The Busiest FM Frequency in Philadelphia

For reasons forever lost to the ethereal vagaries of FCC licensing, the 92.9 FM channel is the busiest in the Philadelphia metropolitan area. If you were to drive a lap around the MSA, you might be able to tune in 12 different radio stations on that frequency. This is only hypothetically possible because 10 of those stations are low power (LP) stations operating at under 100 watts. However, it is literally impossible because unlike most major metros, Philadelphia has no perimeter highway. So that traveling band-scan would require hours of circumnavigation across the cities' east-west arterial roads. Let's not, and merely imagine that we did.

I'd like to start at the epicenter of this engineering miracle. Closest to the center of the MSA is WOOM. Initially the station was to be named WJFN-LP for Jefferson Hospital System who was to be involved with the station. But ultimately, they had to form their own non-profit entity. When Jefferson withdrew support, Randolph went with the call sign WOOM-LP for its Onomatopoeic qualities and design potential.

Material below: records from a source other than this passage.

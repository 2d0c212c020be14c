//! Embedding backends
//!
//! Embeds grounding documents and questions through an OpenAI-compatible
//! embeddings API.

use crate::error::{Result, Text2SqlError};
use async_trait::async_trait;

pub type Embedding = Vec<f32>;

/// Similarity backend used by the context index when configured.
#[async_trait]
pub trait Embedder: Send + Sync {
    /// One vector per input text, in input order.
    async fn embed(&self, texts: &[String]) -> Result<Vec<Embedding>>;

    async fn embed_one(&self, text: &str) -> Result<Embedding> {
        self.embed(&[text.to_string()])
            .await?
            .into_iter()
            .next()
            .ok_or_else(|| Text2SqlError::Generation("No embedding returned".to_string()))
    }
}

/// Embedding client using an OpenAI-compatible API
pub struct OpenAiEmbedder {
    client: reqwest::Client,
    api_key: String,
    base_url: String,
    model: String,
}

impl OpenAiEmbedder {
    pub fn new(api_key: String, base_url: String, model: String) -> Self {
        Self {
            client: reqwest::Client::new(),
            api_key,
            base_url: base_url.trim_end_matches('/').to_string(),
            model,
        }
    }
}

#[async_trait]
impl Embedder for OpenAiEmbedder {
    async fn embed(&self, texts: &[String]) -> Result<Vec<Embedding>> {
        if texts.is_empty() {
            return Ok(Vec::new());
        }

        let body = serde_json::json!({
            "model": self.model,
            "input": texts,
        });

        let response = self
            .client
            .post(format!("{}/embeddings", self.base_url))
            .header("Authorization", format!("Bearer {}", self.api_key))
            .header("Content-Type", "application/json")
            .json(&body)
            .send()
            .await
            .map_err(|e| Text2SqlError::Generation(format!("Embedding API call failed: {}", e)))?;

        let status = response.status();
        if !status.is_success() {
            let error_text = response
                .text()
                .await
                .unwrap_or_else(|_| "Unknown error".to_string());
            return Err(Text2SqlError::Generation(format!(
                "Embedding API error ({}): {}",
                status, error_text
            )));
        }

        let response_json: serde_json::Value = response.json().await.map_err(|e| {
            Text2SqlError::Generation(format!("Failed to parse embedding response: {}", e))
        })?;

        parse_embeddings(&response_json, texts.len())
    }
}

/// Extracts `data[].embedding`, ordered by `data[].index` when present.
fn parse_embeddings(response: &serde_json::Value, expected: usize) -> Result<Vec<Embedding>> {
    let data = response
        .get("data")
        .and_then(|d| d.as_array())
        .ok_or_else(|| Text2SqlError::Generation("No embedding data in response".to_string()))?;

    let mut indexed: Vec<(usize, Embedding)> = Vec::with_capacity(data.len());
    for (position, item) in data.iter().enumerate() {
        let index = item
            .get("index")
            .and_then(|i| i.as_u64())
            .map(|i| i as usize)
            .unwrap_or(position);
        let embedding: Embedding = item
            .get("embedding")
            .and_then(|e| e.as_array())
            .ok_or_else(|| {
                Text2SqlError::Generation("No embedding vector in response".to_string())
            })?
            .iter()
            .filter_map(|v| v.as_f64().map(|f| f as f32))
            .collect();
        indexed.push((index, embedding));
    }
    indexed.sort_by_key(|(index, _)| *index);

    if indexed.len() != expected {
        return Err(Text2SqlError::Generation(format!(
            "Expected {} embeddings, got {}",
            expected,
            indexed.len()
        )));
    }
    Ok(indexed.into_iter().map(|(_, e)| e).collect())
}

pub fn cosine_similarity(a: &[f32], b: &[f32]) -> f32 {
    if a.len() != b.len() || a.is_empty() {
        return 0.0;
    }
    let dot: f32 = a.iter().zip(b).map(|(x, y)| x * y).sum();
    let norm_a: f32 = a.iter().map(|x| x * x).sum::<f32>().sqrt();
    let norm_b: f32 = b.iter().map(|x| x * x).sum::<f32>().sqrt();
    if norm_a == 0.0 || norm_b == 0.0 {
        0.0
    } else {
        dot / (norm_a * norm_b)
    }
}

#[cfg(test)]
mod tests {
    use super::*;

    #[test]
    fn test_parse_embeddings_orders_by_index() {
        let response = serde_json::json!({
            "data": [
                {"index": 1, "embedding": [0.0, 1.0]},
                {"index": 0, "embedding": [1.0, 0.0]}
            ]
        });
        let parsed = parse_embeddings(&response, 2).unwrap();
        assert_eq!(parsed, vec![vec![1.0, 0.0], vec![0.0, 1.0]]);
    }

    #[test]
    fn test_parse_embeddings_count_mismatch() {
        let response = serde_json::json!({"data": [{"embedding": [1.0]}]});
        assert!(parse_embeddings(&response, 2).is_err());
    }

    #[test]
    fn test_cosine_similarity() {
        assert!((cosine_similarity(&[1.0, 0.0], &[1.0, 0.0]) - 1.0).abs() < 1e-6);
        assert!(cosine_similarity(&[1.0, 0.0], &[0.0, 1.0]).abs() < 1e-6);
        assert_eq!(cosine_similarity(&[1.0], &[1.0, 2.0]), 0.0);
        assert_eq!(cosine_similarity(&[0.0, 0.0], &[1.0, 2.0]), 0.0);
    }
}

The station turns out to be amazing from an engineering perspective; 92.9 is a 4-way time share WOOM, WGGT, WRGU, and WRLG. But these 4 are merely the survivors of a large pool of applicants. WOOM is self-aware enough that they posted an interview online with station founder Chris Randolph. [I cannot recommend that interview strongly enough] He tells the origin story of WOOM, warts and all; complete with bogus civic groups, dishonest executives, dirty lawyers, and an unexpected bitcoin bonanza. It helps add color to the story of all the other stations at the epicenter of this radio market melee. He goes on in some detail:
"There were 4 applicants in Germantown who are obviously kind of planning to work together, and there was a group that was calling itself the NAACP, that was not actually the NAACP... a splinter group that had a variety of legal problems. There was an evangelical group in North Philly who were Latino and apparently connected to Senator Pat Toomey, and a variety of other groups as well."

The WJFN note is important because they were using those calls in 2014. Even Pirate Jim's Philly radio history page [LINK] specifically listed them under those calls at the time. From this applicant stage the FCC applies a 5-point scoring system. The FCC allows each applicant 'points' for meeting certain criteria. Applicants then can challenge every point lost to winnow the field. It's designed to be very competitive and applicants can normally only "win" through attrition. Agreeing to share time being the only other way out alive.

Writing for Radio Survivor, Paul Rismandel covered this situation in detail back in 2015. He identified the NAACP-related group as a Social Justice Law Project of the local NAACP chapter, and the evangelical group as Nueva Esperanza. both of groups filed petitions against the share. Their basis for the petition was that the four groups (G-Town Radio, Historic Germantown Preserved, Germantown Life Enrichment Center, and Germantown United Community Development Corporation) coordinated in advance of their filings. The FCC rejected that argument. So, Nueva Esperanza the objected to the scoring methodology. They claimed that groups should not be able to aggregate their points if they coordinated before filing. The FCC was completely clear in their response. They specifically said “There is no rule prohibiting LP FM applicants from filing separate applications with the goal of arriving at a timeshare agreement." You can read the Notices here.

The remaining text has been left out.